*** Opening of Material for this task ***

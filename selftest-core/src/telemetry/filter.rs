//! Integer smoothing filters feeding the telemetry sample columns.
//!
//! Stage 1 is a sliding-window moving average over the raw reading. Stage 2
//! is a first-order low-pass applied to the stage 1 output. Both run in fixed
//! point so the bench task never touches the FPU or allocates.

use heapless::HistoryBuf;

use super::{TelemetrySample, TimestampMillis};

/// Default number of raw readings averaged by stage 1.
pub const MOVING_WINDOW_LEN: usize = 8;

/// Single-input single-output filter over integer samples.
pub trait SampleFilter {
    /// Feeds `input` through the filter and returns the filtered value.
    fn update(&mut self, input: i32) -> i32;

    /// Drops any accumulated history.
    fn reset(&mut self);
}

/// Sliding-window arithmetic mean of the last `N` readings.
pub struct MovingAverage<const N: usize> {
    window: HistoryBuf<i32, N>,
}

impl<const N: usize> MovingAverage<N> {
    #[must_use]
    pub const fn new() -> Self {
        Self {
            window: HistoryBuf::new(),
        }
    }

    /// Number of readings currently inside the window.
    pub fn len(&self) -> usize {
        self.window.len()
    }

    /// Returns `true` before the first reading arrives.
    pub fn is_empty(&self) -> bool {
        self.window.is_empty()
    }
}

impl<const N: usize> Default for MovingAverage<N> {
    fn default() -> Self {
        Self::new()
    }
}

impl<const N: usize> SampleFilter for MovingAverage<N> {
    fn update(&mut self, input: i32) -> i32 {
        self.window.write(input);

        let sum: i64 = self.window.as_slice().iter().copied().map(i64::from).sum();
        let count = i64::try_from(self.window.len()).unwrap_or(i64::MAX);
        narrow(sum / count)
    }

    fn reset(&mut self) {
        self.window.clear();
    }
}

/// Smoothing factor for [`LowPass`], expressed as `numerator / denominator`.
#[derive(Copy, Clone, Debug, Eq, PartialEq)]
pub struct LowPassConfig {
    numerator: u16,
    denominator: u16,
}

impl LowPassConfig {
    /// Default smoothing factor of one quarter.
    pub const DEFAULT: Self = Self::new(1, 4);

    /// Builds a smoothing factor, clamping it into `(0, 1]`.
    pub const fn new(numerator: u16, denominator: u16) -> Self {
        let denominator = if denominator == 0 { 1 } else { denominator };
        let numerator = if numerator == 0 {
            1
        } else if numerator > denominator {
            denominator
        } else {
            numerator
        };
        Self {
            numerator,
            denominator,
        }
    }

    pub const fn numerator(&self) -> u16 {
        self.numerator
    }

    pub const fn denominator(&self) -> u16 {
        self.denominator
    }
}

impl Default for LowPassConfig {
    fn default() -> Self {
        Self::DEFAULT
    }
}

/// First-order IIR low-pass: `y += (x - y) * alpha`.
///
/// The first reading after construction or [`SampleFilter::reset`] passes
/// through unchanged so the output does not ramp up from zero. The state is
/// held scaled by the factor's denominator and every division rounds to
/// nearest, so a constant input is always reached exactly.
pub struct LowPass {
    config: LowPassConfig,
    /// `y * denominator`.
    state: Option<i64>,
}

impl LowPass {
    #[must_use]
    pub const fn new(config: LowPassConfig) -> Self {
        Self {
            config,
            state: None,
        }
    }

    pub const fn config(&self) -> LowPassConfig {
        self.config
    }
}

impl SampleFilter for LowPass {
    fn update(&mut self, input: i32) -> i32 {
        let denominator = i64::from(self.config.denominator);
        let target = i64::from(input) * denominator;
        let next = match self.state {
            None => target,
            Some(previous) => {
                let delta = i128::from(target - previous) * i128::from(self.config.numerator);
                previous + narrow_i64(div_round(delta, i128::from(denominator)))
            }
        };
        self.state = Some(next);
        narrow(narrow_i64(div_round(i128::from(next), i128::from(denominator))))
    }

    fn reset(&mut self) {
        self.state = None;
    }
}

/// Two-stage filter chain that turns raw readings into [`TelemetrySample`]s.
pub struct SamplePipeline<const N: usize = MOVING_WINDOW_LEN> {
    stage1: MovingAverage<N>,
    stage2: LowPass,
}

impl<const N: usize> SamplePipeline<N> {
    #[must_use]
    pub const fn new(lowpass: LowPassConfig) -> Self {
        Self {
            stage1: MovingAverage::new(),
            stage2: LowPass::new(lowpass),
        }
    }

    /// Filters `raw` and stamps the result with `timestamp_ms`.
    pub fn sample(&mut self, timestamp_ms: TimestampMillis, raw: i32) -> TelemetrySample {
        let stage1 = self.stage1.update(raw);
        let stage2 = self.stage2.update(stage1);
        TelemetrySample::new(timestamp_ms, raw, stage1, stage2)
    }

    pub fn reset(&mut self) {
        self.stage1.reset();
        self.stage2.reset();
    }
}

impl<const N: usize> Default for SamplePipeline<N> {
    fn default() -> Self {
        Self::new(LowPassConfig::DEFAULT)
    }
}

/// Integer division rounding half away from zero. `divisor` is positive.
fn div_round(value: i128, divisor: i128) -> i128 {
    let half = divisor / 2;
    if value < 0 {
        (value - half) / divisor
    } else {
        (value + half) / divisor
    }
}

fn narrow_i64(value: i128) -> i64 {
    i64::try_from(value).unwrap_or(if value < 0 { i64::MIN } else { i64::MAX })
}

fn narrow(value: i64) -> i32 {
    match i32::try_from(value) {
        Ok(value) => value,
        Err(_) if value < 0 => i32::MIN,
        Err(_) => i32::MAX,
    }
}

*** Close of Material for this task ***
*** Opening of Material for this task ***

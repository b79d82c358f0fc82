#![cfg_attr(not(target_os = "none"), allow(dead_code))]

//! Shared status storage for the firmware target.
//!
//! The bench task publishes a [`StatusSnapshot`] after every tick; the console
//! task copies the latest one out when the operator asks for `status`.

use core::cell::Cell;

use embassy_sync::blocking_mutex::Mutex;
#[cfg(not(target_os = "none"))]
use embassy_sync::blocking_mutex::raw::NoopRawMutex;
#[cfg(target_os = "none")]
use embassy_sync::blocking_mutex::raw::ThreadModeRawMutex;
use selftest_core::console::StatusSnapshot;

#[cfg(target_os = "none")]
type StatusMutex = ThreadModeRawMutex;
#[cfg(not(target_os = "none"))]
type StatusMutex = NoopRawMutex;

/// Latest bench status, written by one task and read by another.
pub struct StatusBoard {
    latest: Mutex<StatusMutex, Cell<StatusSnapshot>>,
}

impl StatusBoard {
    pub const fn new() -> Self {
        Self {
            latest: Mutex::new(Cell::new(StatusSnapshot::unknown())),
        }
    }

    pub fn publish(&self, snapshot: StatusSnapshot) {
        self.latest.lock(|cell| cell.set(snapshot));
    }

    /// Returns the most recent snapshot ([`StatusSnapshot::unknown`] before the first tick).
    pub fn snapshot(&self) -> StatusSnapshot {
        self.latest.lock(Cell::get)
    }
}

*** Close of Material for this task ***
*** Opening of Material for this task ***

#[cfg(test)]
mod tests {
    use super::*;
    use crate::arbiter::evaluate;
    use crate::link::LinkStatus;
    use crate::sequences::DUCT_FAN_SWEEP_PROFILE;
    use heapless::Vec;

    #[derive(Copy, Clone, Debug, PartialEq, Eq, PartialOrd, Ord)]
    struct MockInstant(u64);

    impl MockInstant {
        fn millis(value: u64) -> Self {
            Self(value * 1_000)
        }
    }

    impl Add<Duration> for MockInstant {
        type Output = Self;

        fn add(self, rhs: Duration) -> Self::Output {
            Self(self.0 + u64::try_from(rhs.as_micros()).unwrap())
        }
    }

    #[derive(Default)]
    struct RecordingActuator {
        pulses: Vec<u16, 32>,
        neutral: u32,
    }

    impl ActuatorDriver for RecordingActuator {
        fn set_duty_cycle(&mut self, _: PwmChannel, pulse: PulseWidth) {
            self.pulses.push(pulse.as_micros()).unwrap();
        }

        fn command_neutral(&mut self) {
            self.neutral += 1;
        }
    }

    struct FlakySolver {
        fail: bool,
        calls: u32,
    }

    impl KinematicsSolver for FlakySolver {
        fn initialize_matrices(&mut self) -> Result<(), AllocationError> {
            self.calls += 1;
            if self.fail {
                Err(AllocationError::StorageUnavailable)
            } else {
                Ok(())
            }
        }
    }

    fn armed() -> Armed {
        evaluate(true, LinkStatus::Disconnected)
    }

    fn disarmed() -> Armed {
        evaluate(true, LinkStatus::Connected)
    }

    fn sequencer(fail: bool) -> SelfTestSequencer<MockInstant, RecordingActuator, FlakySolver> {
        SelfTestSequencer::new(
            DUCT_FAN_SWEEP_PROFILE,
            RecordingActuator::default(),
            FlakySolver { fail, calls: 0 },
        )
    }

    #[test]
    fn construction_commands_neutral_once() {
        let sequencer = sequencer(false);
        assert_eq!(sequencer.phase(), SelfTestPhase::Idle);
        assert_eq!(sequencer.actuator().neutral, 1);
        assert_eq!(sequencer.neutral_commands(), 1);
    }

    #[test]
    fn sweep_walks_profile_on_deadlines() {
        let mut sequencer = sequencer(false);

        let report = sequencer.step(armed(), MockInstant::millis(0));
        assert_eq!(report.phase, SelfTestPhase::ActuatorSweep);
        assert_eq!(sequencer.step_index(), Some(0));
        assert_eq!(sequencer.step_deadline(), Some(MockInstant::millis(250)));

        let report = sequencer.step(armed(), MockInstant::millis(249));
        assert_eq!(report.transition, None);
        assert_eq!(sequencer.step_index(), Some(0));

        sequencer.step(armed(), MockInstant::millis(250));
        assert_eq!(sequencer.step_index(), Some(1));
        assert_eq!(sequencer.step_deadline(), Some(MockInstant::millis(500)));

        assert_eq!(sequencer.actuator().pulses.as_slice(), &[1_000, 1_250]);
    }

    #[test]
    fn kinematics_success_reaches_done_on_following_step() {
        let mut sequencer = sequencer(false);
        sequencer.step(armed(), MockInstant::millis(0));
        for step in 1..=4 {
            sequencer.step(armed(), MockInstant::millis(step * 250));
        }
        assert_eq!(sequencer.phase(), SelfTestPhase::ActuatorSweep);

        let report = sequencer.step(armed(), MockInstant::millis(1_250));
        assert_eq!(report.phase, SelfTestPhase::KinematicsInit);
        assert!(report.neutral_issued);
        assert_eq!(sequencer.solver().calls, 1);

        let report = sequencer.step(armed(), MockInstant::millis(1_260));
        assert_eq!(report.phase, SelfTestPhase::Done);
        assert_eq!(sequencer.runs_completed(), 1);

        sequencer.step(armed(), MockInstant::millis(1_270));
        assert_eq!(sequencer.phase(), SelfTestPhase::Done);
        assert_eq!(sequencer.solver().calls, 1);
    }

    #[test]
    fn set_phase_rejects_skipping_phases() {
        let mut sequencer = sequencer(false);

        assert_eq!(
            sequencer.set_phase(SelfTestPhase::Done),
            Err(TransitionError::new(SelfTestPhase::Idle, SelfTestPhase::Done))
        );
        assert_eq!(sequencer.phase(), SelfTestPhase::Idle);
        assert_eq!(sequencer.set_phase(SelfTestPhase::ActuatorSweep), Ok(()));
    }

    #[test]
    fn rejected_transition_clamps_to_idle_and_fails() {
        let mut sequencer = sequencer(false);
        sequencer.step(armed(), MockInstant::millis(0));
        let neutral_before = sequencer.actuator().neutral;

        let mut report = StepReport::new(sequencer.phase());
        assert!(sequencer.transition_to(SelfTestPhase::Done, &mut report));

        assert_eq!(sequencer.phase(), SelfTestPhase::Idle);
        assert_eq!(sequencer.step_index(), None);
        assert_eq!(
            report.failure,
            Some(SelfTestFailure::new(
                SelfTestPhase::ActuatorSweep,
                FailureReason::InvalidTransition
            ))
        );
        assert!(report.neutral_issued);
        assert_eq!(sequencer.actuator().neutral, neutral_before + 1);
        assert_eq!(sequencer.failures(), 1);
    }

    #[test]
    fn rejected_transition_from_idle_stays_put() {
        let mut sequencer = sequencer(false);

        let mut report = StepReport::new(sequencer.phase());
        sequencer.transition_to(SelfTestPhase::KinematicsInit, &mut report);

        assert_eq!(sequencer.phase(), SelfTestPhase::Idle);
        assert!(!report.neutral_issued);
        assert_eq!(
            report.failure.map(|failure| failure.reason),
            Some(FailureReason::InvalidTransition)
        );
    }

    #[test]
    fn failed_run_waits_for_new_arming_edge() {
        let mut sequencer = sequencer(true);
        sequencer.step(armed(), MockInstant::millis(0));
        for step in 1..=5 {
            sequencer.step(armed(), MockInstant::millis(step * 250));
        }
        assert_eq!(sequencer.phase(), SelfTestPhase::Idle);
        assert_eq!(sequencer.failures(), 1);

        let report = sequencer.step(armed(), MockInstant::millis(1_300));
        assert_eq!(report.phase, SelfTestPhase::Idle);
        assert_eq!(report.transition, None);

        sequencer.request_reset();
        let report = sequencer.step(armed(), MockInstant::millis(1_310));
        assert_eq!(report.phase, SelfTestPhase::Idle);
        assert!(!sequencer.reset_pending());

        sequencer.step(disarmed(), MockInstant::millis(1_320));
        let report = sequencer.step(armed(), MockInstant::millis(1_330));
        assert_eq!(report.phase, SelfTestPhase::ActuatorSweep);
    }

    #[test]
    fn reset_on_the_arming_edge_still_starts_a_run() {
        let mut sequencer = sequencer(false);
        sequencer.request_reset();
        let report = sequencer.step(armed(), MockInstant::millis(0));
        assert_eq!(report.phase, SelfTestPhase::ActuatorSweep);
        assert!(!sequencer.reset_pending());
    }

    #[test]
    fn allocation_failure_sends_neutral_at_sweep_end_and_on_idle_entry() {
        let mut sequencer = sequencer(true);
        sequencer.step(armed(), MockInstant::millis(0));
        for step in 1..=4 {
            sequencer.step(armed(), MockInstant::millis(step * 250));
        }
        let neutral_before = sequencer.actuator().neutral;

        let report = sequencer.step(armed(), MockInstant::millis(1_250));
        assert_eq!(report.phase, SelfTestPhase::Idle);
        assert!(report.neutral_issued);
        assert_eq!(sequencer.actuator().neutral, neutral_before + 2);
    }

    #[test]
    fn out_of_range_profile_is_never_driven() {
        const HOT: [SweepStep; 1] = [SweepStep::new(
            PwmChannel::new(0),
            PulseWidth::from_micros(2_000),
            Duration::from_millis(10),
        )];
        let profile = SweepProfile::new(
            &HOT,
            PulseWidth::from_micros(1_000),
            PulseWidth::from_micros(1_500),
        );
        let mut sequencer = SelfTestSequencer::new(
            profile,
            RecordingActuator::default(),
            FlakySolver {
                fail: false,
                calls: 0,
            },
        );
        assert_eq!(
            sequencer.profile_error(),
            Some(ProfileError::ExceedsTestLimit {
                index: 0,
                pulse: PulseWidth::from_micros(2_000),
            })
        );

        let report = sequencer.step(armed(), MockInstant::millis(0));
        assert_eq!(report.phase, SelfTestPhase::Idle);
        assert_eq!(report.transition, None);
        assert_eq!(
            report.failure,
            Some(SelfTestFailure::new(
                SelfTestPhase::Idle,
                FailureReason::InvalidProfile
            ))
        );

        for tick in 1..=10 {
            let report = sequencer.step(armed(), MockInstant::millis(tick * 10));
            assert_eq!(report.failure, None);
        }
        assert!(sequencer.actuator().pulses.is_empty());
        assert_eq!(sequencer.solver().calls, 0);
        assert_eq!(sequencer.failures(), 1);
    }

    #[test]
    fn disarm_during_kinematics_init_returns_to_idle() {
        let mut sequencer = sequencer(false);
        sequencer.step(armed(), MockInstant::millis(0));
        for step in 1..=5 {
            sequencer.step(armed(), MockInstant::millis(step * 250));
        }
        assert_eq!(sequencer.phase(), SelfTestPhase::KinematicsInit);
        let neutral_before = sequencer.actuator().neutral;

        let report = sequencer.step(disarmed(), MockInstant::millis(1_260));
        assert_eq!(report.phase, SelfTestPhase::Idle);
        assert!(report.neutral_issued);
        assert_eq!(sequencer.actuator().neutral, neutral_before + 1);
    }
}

*** Close of Material for this task ***

> Task details:
Report all lines in the records that include the string "PwmChannel".

> Response to this exercise:
        fn set_duty_cycle(&mut self, _: PwmChannel, pulse: PulseWidth) {
            PwmChannel::new(0),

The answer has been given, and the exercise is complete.